> Exercise aim
For these records, count the lines containing the word "BTreeSet" and respond with the number alone.

====== Recorded information

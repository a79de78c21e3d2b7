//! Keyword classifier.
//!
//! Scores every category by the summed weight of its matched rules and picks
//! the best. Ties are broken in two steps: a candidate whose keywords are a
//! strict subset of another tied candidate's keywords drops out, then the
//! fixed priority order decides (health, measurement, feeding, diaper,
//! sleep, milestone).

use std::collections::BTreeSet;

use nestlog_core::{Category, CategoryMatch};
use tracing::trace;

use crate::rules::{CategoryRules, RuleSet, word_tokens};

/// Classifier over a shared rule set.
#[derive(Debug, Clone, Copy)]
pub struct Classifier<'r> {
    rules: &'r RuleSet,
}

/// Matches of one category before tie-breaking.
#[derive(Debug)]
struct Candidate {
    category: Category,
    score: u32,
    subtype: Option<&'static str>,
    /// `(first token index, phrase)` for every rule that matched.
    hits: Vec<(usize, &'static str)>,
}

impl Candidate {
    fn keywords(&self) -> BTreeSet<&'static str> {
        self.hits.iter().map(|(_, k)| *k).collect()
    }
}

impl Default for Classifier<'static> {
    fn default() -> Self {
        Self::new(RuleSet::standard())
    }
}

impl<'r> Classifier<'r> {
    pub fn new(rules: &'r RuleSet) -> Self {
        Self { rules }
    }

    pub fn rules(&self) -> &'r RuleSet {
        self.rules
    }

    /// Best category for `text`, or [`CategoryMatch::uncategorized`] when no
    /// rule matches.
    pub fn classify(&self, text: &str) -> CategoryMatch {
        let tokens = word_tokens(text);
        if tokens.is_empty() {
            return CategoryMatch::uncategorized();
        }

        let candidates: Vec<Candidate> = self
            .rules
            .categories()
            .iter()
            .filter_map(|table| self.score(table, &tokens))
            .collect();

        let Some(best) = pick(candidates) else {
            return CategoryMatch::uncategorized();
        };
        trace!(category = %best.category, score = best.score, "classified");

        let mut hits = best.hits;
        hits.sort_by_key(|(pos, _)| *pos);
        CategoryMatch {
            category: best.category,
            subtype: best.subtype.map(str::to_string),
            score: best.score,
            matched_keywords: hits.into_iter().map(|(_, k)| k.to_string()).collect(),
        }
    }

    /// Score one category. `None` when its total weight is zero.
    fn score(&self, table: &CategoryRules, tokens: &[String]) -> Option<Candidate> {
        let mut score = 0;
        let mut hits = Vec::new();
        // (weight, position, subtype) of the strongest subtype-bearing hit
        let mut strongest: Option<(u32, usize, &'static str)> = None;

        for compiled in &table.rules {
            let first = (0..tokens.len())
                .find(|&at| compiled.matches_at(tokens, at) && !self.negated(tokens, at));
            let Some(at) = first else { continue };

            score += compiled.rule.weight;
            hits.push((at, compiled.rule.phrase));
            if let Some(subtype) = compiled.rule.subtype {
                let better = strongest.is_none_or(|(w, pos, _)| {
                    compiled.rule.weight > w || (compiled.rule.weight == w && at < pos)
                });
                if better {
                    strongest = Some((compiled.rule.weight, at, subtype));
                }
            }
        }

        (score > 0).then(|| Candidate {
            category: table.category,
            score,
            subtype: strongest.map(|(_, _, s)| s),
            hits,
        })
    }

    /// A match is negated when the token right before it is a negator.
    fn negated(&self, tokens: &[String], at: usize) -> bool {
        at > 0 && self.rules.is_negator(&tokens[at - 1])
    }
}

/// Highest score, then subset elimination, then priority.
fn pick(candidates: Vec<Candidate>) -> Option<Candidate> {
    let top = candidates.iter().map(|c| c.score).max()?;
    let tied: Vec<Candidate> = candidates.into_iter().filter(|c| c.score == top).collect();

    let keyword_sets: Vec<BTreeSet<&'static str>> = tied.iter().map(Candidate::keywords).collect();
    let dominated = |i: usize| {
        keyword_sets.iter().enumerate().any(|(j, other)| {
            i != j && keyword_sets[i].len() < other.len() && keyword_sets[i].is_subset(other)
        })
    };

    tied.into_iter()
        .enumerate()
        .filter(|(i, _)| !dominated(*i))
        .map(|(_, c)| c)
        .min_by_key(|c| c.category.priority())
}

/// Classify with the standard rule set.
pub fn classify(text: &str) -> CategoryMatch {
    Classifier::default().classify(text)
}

============

> Solution to this task
3